-------- The input

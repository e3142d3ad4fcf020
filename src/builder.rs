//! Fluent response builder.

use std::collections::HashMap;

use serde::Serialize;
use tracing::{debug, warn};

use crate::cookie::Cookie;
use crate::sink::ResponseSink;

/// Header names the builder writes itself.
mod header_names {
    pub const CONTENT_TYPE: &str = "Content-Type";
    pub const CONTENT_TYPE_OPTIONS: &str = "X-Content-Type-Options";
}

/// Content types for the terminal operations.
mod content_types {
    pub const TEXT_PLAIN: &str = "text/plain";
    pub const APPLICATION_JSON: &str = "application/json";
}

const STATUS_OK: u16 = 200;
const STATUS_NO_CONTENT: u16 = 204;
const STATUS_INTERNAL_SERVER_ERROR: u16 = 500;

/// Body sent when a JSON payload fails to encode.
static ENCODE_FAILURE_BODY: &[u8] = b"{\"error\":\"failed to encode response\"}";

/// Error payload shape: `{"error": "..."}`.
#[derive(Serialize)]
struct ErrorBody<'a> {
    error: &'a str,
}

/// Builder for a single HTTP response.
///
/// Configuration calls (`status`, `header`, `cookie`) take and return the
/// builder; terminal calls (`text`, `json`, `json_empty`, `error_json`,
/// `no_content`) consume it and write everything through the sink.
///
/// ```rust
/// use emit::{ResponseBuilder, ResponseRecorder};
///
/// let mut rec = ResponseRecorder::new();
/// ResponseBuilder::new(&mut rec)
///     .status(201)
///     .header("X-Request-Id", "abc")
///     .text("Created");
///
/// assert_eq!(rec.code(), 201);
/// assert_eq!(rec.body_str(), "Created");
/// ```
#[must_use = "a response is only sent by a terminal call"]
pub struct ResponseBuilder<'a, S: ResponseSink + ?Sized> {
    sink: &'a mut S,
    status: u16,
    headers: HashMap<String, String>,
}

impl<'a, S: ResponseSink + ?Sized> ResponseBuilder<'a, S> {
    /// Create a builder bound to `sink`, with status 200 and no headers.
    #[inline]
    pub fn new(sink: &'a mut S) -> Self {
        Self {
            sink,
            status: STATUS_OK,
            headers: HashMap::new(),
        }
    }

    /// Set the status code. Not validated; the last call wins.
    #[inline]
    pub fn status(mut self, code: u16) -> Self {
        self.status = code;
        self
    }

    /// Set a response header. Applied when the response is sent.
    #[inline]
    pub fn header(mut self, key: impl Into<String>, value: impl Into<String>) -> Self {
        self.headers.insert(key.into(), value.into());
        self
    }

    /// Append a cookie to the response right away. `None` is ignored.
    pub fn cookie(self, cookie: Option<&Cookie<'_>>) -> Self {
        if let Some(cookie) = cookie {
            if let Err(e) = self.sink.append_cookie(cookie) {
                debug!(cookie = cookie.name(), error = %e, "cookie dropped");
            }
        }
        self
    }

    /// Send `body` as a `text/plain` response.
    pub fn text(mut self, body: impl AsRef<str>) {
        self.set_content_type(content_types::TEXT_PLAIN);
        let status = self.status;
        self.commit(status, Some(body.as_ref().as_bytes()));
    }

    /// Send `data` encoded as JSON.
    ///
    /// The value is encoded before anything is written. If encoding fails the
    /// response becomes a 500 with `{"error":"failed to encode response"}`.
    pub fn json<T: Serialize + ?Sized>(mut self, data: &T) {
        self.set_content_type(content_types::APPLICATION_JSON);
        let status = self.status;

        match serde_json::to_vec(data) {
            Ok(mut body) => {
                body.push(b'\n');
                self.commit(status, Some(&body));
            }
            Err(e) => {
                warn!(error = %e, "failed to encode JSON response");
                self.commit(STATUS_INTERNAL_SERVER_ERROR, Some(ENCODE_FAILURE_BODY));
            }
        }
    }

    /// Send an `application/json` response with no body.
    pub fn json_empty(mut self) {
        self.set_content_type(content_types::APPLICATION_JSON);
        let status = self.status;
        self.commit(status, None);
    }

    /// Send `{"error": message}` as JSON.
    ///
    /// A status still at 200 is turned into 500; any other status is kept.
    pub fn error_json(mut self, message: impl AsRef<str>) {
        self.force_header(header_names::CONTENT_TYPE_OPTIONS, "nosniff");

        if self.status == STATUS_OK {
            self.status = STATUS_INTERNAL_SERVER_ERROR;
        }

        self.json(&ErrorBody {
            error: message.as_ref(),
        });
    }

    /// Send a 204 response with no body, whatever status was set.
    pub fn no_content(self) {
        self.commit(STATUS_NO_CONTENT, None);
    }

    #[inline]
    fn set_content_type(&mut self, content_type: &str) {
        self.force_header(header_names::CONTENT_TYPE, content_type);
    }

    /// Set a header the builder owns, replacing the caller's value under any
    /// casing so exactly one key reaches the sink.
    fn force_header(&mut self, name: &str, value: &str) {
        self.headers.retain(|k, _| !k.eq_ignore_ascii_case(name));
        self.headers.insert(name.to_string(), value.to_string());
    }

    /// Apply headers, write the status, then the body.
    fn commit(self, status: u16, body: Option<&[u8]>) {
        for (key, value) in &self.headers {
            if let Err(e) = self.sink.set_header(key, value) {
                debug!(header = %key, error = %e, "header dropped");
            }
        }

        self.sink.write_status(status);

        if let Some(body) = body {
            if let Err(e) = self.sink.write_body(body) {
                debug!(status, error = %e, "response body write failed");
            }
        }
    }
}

----------------
-------- The input

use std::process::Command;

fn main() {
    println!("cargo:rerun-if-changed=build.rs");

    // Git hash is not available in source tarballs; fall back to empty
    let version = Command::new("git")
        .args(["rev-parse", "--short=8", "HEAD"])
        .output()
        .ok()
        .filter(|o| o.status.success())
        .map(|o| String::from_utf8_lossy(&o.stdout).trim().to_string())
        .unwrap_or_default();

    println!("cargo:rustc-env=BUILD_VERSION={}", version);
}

----------------
-------- The input

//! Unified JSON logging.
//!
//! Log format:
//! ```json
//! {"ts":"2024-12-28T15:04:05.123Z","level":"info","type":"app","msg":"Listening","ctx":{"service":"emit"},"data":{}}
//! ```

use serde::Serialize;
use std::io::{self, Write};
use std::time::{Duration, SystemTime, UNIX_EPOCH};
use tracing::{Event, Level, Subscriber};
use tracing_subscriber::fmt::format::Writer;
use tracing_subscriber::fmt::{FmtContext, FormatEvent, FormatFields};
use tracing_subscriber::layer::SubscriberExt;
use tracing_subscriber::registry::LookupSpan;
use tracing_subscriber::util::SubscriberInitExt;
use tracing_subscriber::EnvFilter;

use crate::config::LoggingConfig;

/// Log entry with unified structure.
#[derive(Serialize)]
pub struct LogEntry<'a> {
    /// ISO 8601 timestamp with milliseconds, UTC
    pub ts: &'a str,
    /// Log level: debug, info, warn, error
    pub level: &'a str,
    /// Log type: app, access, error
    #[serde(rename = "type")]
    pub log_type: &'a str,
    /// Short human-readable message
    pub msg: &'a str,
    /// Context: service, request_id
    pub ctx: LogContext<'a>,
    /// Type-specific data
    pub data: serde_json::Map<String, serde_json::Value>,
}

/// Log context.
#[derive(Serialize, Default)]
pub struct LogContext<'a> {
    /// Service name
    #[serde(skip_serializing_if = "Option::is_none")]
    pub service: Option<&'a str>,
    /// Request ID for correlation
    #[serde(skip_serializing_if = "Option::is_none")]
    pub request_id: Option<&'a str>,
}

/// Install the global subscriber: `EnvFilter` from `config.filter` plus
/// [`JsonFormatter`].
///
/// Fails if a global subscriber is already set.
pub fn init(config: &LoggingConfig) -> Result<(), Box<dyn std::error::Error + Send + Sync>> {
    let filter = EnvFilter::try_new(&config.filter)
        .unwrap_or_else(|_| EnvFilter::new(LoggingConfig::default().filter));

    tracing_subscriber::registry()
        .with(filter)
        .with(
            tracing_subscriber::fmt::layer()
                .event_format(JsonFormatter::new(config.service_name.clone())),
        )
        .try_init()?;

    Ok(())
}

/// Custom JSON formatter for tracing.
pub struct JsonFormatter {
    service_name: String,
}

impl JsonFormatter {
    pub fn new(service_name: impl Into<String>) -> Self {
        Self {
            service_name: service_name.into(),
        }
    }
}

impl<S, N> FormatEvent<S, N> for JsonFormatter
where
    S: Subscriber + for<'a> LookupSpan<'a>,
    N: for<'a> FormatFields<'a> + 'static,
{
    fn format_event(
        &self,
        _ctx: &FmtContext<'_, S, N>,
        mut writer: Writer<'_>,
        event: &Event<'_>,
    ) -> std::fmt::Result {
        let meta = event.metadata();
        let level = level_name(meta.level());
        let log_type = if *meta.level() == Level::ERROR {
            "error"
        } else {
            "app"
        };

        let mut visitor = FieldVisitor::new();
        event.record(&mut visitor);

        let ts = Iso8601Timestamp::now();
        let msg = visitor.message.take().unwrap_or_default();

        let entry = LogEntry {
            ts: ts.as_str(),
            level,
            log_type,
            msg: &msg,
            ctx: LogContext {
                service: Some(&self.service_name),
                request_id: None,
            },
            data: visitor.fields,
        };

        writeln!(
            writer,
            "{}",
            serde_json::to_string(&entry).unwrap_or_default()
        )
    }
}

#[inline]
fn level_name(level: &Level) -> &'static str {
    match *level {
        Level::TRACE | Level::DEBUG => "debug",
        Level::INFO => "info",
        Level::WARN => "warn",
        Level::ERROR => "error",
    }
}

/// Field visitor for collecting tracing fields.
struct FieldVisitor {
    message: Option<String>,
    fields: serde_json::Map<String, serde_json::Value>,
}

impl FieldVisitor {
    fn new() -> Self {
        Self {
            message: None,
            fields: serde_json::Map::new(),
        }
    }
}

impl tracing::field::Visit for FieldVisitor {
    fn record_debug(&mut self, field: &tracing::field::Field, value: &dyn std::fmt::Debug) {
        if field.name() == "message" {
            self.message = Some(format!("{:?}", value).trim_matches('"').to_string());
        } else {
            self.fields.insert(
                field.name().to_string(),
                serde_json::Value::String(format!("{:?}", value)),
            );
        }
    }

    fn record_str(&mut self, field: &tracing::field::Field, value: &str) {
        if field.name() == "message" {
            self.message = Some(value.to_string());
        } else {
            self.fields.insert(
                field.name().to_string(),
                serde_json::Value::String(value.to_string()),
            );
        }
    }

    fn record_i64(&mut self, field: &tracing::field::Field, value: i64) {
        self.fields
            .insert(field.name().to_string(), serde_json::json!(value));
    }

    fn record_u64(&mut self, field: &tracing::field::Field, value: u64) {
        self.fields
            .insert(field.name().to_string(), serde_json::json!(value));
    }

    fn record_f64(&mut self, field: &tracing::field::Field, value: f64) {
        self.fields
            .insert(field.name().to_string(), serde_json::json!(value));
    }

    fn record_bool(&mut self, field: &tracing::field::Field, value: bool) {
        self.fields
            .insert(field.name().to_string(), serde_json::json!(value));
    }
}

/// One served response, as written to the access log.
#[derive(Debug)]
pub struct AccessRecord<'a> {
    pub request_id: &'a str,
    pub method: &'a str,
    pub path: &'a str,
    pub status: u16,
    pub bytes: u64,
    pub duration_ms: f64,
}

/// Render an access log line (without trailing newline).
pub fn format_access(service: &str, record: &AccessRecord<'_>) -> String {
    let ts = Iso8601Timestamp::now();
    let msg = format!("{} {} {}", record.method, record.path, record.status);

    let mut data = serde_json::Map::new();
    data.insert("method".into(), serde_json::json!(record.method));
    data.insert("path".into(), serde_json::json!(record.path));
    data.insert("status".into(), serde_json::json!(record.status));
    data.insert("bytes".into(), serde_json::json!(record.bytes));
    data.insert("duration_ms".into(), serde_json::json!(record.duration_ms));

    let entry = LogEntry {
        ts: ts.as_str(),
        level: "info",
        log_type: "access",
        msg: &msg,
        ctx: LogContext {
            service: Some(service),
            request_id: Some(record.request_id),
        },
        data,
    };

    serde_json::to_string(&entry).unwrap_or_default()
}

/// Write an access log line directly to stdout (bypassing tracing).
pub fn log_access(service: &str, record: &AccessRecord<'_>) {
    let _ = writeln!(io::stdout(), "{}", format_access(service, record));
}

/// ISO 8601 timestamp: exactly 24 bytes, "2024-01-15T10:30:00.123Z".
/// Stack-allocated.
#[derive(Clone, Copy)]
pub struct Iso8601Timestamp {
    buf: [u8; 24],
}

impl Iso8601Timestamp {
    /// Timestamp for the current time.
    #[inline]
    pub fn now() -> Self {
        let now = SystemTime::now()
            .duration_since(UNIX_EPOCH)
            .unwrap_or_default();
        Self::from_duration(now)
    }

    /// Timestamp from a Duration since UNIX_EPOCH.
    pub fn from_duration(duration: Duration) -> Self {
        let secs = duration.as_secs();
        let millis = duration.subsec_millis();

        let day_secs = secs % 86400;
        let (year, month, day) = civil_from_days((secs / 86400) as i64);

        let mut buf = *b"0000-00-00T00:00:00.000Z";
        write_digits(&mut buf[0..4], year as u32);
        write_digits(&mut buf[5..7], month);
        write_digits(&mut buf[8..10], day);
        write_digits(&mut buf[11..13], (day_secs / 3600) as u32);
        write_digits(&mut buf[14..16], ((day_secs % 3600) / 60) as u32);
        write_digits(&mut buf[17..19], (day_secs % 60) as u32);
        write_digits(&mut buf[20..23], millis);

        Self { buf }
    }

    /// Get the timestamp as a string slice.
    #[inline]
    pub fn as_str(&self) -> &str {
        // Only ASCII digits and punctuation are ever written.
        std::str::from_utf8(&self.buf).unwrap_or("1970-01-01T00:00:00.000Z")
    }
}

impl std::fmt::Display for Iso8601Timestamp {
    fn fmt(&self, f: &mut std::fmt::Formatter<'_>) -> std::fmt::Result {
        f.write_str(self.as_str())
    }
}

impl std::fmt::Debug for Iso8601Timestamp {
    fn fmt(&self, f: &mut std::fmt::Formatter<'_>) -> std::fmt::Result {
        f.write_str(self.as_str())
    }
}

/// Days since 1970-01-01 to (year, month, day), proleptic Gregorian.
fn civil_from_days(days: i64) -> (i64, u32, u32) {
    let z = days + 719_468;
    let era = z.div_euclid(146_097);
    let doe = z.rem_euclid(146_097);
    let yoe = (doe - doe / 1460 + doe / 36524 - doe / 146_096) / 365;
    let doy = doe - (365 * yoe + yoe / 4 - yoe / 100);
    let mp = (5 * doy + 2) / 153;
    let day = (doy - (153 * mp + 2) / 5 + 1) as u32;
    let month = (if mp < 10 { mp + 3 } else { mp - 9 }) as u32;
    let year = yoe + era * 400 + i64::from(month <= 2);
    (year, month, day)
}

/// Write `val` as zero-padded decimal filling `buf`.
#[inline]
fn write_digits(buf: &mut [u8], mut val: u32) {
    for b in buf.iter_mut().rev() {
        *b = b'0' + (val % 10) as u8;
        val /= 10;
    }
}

----------------

Task → Output the lines above exactly, but only those between the line holding "with no body." and the line holding "status is kept.", inclusive.

Problem solution →
    /// Send an `application/json` response with no body.
    pub fn json_empty(mut self) {
        self.set_content_type(content_types::APPLICATION_JSON);
        let status = self.status;
        self.commit(status, None);
    }

    /// Send `{"error": message}` as JSON.
    ///
    /// A status still at 200 is turned into 500; any other status is kept.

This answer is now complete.